Those forces ‘loosen’ ‘the bond between the idea and the sign’. A
further paradox arises: ‘the sign is exposed to alteration because it
perpetuates itself’ (CG 74).
2.49
Perhaps because such shifts disrupt Saussure's search for order, he tends to
misprize language change as a matter of ‘deteriorations’,
‘vicissitudes’, ‘damage’, ‘disturbance’, ‘breaking’, and
‘effacement’, ‘in spite of’ which ‘language continues to function’
(CG 87, 152ff, 161). He envisions ‘a blind force against the organization of a
system of signs’, and a ‘great mass of forces that constantly threaten the
analysis adopted in a particular language-state’ (CG 89, 169) (cf. 3.13, 16).

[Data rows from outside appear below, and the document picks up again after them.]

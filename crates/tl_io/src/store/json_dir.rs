//! Directory-of-JSON backend: `<root>/<scope>/{votes,setup,tiers}.json`.
//!
//! Each scope directory also holds an empty `.lock` file. `lock_scope` takes
//! an exclusive advisory lock on it, so several processes pointed at the same
//! root serialize their writes to a scope.

use std::fs::{self, OpenOptions};
use std::io::ErrorKind;
use std::path::PathBuf;

use fs2::FileExt;

use tl_algo::VoteSet;
use tl_core::determinism::sort_scopes;
use tl_core::ScopeId;

use super::{DerivedDoc, ScopeGuard, TierStore};
use crate::canonical_json::{read_json_opt, write_canonical_file};
use crate::setup::ScopeSetup;
use crate::{IoError, IoResult};

const VOTES_FILE: &str = "votes.json";
const SETUP_FILE: &str = "setup.json";
const DERIVED_FILE: &str = "tiers.json";
const LOCK_FILE: &str = ".lock";

#[derive(Clone, Debug)]
pub struct JsonDirStore {
    root: PathBuf,
}

impl JsonDirStore {
    /// Open (creating if needed) a store rooted at `root`.
    pub fn open(root: impl Into<PathBuf>) -> IoResult<Self> {
        let root = root.into();
        fs::create_dir_all(&root)
            .map_err(|e| IoError::Path(format!("create {}: {e}", root.display())))?;
        Ok(JsonDirStore { root })
    }

    fn file(&self, scope: &ScopeId, name: &str) -> PathBuf {
        self.root.join(scope.as_str()).join(name)
    }
}

impl TierStore for JsonDirStore {
    fn list_scopes(&self) -> IoResult<Vec<ScopeId>> {
        let rd = match fs::read_dir(&self.root) {
            Ok(rd) => rd,
            Err(e) if e.kind() == ErrorKind::NotFound => return Ok(Vec::new()),
            Err(e) => return Err(IoError::Path(format!("list {}: {e}", self.root.display()))),
        };
        let mut out = Vec::new();
        for entry in rd {
            let entry = entry?;
            if !entry.file_type()?.is_dir() {
                continue;
            }
            let name = entry.file_name();
            match name.to_str().map(str::parse::<ScopeId>) {
                Some(Ok(scope)) => {
                    // A directory holding only the lock file has no state.
                    let dir = entry.path();
                    if [VOTES_FILE, SETUP_FILE, DERIVED_FILE].iter().any(|f| dir.join(f).is_file()) {
                        out.push(scope);
                    }
                }
                _ => tracing::debug!(dir = ?name, "skipping directory that is not a scope id"),
            }
        }
        sort_scopes(&mut out);
        Ok(out)
    }

    fn load_votes(&self, scope: &ScopeId) -> IoResult<VoteSet> {
        Ok(read_json_opt(&self.file(scope, VOTES_FILE))?.unwrap_or_default())
    }

    fn save_votes(&self, scope: &ScopeId, votes: &VoteSet) -> IoResult<()> {
        write_canonical_file(&self.file(scope, VOTES_FILE), votes)
    }

    fn load_setup(&self, scope: &ScopeId) -> IoResult<Option<ScopeSetup>> {
        read_json_opt(&self.file(scope, SETUP_FILE))
    }

    fn save_setup(&self, scope: &ScopeId, setup: &ScopeSetup) -> IoResult<()> {
        write_canonical_file(&self.file(scope, SETUP_FILE), setup)
    }

    fn load_derived(&self, scope: &ScopeId) -> IoResult<Option<DerivedDoc>> {
        let path = self.file(scope, DERIVED_FILE);
        match read_json_opt(&path) {
            Ok(doc) => Ok(doc),
            // Derived data is rebuilt from votes; a damaged copy is just stale.
            Err(IoError::Json { pointer, msg }) => {
                tracing::warn!(%scope, %pointer, %msg, "ignoring unreadable derived tier list");
                Ok(None)
            }
            Err(e) => Err(e),
        }
    }

    fn save_derived(&self, scope: &ScopeId, doc: &DerivedDoc) -> IoResult<()> {
        write_canonical_file(&self.file(scope, DERIVED_FILE), doc)
    }

    fn lock_scope(&self, scope: &ScopeId) -> IoResult<ScopeGuard> {
        let path = self.file(scope, LOCK_FILE);
        if let Some(dir) = path.parent() {
            fs::create_dir_all(dir).map_err(|e| IoError::Path(format!("create {}: {e}", dir.display())))?;
        }
        let file = OpenOptions::new()
            .read(true)
            .write(true)
            .create(true)
            .truncate(false)
            .open(&path)
            .map_err(|e| IoError::Path(format!("open {}: {e}", path.display())))?;
        file.lock_exclusive()
            .map_err(|e| IoError::Path(format!("lock {}: {e}", path.display())))?;
        tracing::trace!(%scope, "scope lock taken");
        Ok(ScopeGuard::holding(file))
    }
}

#[cfg(test)]
mod tests {
    use super::*;
    use tl_algo::{set_vote, TierBuckets};
    use tl_core::{ScopeConfig, Tier};

    fn scope(s: &str) -> ScopeId {
        s.parse().unwrap()
    }

    #[test]
    fn votes_round_trip_and_missing_scope_is_empty() {
        let dir = tempfile::tempdir().unwrap();
        let store = JsonDirStore::open(dir.path()).unwrap();
        let g = scope("guild-1");
        assert!(store.load_votes(&g).unwrap().is_empty());

        let mut votes = VoteSet::new();
        set_vote(&mut votes, &"alice".parse().unwrap(), &"Song A".parse().unwrap(), Tier::SPlus);
        store.save_votes(&g, &votes).unwrap();
        assert_eq!(store.load_votes(&g).unwrap(), votes);

        let text = fs::read_to_string(dir.path().join("guild-1").join("votes.json")).unwrap();
        assert_eq!(text, r#"{"Song A":{"alice":"S+"}}"#);
    }

    #[test]
    fn corrupt_votes_is_an_error_corrupt_derived_is_absent() {
        let dir = tempfile::tempdir().unwrap();
        let store = JsonDirStore::open(dir.path()).unwrap();
        let g = scope("g");
        fs::create_dir_all(dir.path().join("g")).unwrap();
        fs::write(dir.path().join("g").join("votes.json"), "{oops").unwrap();
        fs::write(dir.path().join("g").join("tiers.json"), "[1,").unwrap();

        assert!(matches!(store.load_votes(&g), Err(IoError::Json { .. })));
        assert_eq!(store.load_derived(&g).unwrap(), None);
    }

    #[test]
    fn setup_config_and_derived_round_trip() {
        let dir = tempfile::tempdir().unwrap();
        let store = JsonDirStore::open(dir.path()).unwrap();
        let g = scope("g");
        assert_eq!(store.load_config(&g).unwrap(), None);

        let setup = ScopeSetup { channel: Some("42".into()), ..ScopeSetup::default() };
        store.save_setup(&g, &setup).unwrap();
        assert_eq!(store.load_setup(&g).unwrap(), Some(setup));
        assert_eq!(store.load_config(&g).unwrap(), Some(ScopeConfig::default()));

        let doc = DerivedDoc {
            inputs_sha256: "ab".repeat(32),
            damping: 3,
            tiers: TierBuckets::empty_for(&ScopeConfig::default()),
        };
        store.save_derived(&g, &doc).unwrap();
        assert_eq!(store.load_derived(&g).unwrap(), Some(doc));
    }

    #[test]
    fn lists_scope_directories_sorted() {
        let dir = tempfile::tempdir().unwrap();
        let store = JsonDirStore::open(dir.path()).unwrap();
        store.save_votes(&scope("zeta"), &VoteSet::new()).unwrap();
        store.save_votes(&scope("alpha"), &VoteSet::new()).unwrap();
        fs::write(dir.path().join("stray.txt"), "x").unwrap();
        fs::create_dir_all(dir.path().join("not a scope")).unwrap();

        let names: Vec<String> = store.list_scopes().unwrap().into_iter().map(String::from).collect();
        assert_eq!(names, vec!["alpha", "zeta"]);
    }

    #[test]
    fn scope_lock_excludes_a_second_store_on_the_same_root() {
        use std::sync::atomic::{AtomicBool, Ordering};
        use std::sync::Arc;
        use std::time::Duration;

        let dir = tempfile::tempdir().unwrap();
        let first = JsonDirStore::open(dir.path()).unwrap();
        let second = JsonDirStore::open(dir.path()).unwrap();
        let g = scope("g");

        let guard = first.lock_scope(&g).unwrap();
        let acquired = Arc::new(AtomicBool::new(false));
        let flag = Arc::clone(&acquired);
        let g2 = g.clone();
        let waiter = std::thread::spawn(move || {
            let _held = second.lock_scope(&g2).unwrap();
            flag.store(true, Ordering::SeqCst);
        });

        std::thread::sleep(Duration::from_millis(150));
        assert!(!acquired.load(Ordering::SeqCst));
        drop(guard);
        waiter.join().unwrap();
        assert!(acquired.load(Ordering::SeqCst));

        // A scope directory holding only its lock file is not listed.
        assert!(first.list_scopes().unwrap().is_empty());
        first.save_votes(&g, &VoteSet::new()).unwrap();
        assert_eq!(first.list_scopes().unwrap(), vec![g]);
    }
}
//! Damped item scoring.
//!
//! For each item with at least one vote:
//!
//! ```text
//! total   = Σ weight(tier_i)
//! average = total / (votes + damping)
//! ```
//!
//! The damping term pulls low-sample items toward zero until enough votes
//! accumulate. Averages are exact ratios; the returned list is ranked with
//! `tl_core::determinism::cmp_ranked`. Totals saturate at the `i64` bounds.

use tl_core::determinism::{cmp_ranked, RankKey};
use tl_core::rounding::{damped_average, Ratio};

use crate::{ItemId, ScopeConfig, VoteSet};

#[derive(Clone, Debug, PartialEq, Eq)]
pub struct ItemScore {
    pub item: ItemId,
    pub total: i64,
    pub votes: u32,
    pub average: Ratio,
}

impl ItemScore {
    fn rank_key(&self) -> RankKey<'_> {
        RankKey { average: self.average, votes: self.votes, item: &self.item }
    }
}

/// Score every voted item and return them best first.
pub fn score_items(votes: &VoteSet, config: &ScopeConfig) -> Vec<ItemScore> {
    let mut scored: Vec<ItemScore> = votes
        .iter()
        .filter_map(|(item, by_voter)| {
            let n = u32::try_from(by_voter.len()).unwrap_or(u32::MAX);
            if n == 0 {
                return None;
            }
            let total = by_voter
                .values()
                .fold(0i64, |acc, &t| acc.saturating_add(config.weight(t)));
            let average = damped_average(total, n, config.damping)?;
            Some(ItemScore { item: item.clone(), total, votes: n, average })
        })
        .collect();

    scored.sort_by(|a, b| cmp_ranked(&a.rank_key(), &b.rank_key()));
    scored
}
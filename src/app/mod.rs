//! Application layer — ports, events, and the monitor service.
//!
//! The hexagonal core: everything in here is hardware-agnostic and runs on
//! the host under test.

pub mod events;
pub mod ports;
pub mod service;
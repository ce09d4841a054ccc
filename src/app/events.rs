//! Outbound application events.
//!
//! The [`MonitorService`](super::service::MonitorService) emits these
//! through the [`EventSink`](super::ports::EventSink) port. Adapters on
//! the other side decide what to do with them — log to serial, mirror to a
//! dashboard, record in tests.

use crate::alert::Severity;
use crate::sensors::SensorSnapshot;

/// Structured events emitted by the application core.
#[derive(Debug, Clone)]
pub enum AppEvent {
    /// The monitor service has started.
    Started,

    /// One or more conditions fired; carries the rendered alert text and
    /// the post-merge severity.
    AlertRaised {
        severity: Severity,
        text: heapless::String<512>,
    },

    /// Severity changed between cycles (including recovery to NORMAL).
    SeverityChanged { from: Severity, to: Severity },

    /// The notifier port rejected an alert; the state transition stands.
    NotifierFailed,

    /// Periodic telemetry snapshot.
    Telemetry(TelemetryData),

    /// Telemetry publish failed; the next interval retries naturally.
    TelemetryFailed,
}

/// A point-in-time measurement record for the data platform.
///
/// PM fields carry the last-known-good values; `pm_valid` tells the
/// platform whether to trust them this interval.
#[derive(Debug, Clone, Copy, PartialEq)]
pub struct TelemetryData {
    pub temperature_c: f32,
    pub humidity_pct: f32,
    pub mq135: u16,
    pub mq2: u16,
    pub mq4: u16,
    pub mq9: u16,
    pub pm25: u16,
    pub pm10: u16,
    pub pm_valid: bool,
}

impl From<&SensorSnapshot> for TelemetryData {
    fn from(s: &SensorSnapshot) -> Self {
        Self {
            temperature_c: s.temperature_c,
            humidity_pct: s.humidity_pct,
            mq135: s.mq135,
            mq2: s.mq2,
            mq4: s.mq4,
            mq9: s.mq9,
            pm25: s.pm25,
            pm10: s.pm10,
            pm_valid: s.pm_valid,
        }
    }
}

He admonishes that ‘the total number of forms is uselessly increased’;
‘the linguistic mechanism is obscured and complicated’; and ‘phonetic
evolution first obscures analysis, then makes it completely impossible’ (CG
161, 155). Like those brought against folk etymology, such condemnations disrupt
the descriptive, non-evaluative methodology whereby Saussure wants to overcome
‘the illusion’ of ‘the first linguists’, for whom ‘everything that
deviated from the original state’ was ‘a distortion of an ideal form’ (CG
163) (cf. 4.80).
2.50
‘Fortunately, analogy
counterbalances the effects’ of ‘transformations’ (CG 161). ‘An
analogical form is a form made on the model of one or more other forms in
accordance with a definite rule’ (i.r.). It can ‘offset’ ‘change’,
‘restore regularity’, and ‘unify’, ‘preserve’, or ‘renew’
‘forms’ (CG 171f). Thus, ‘analogy always plays an important role’ in the
‘preservation’ or ‘redistribution of linguistic material’ (CG 173).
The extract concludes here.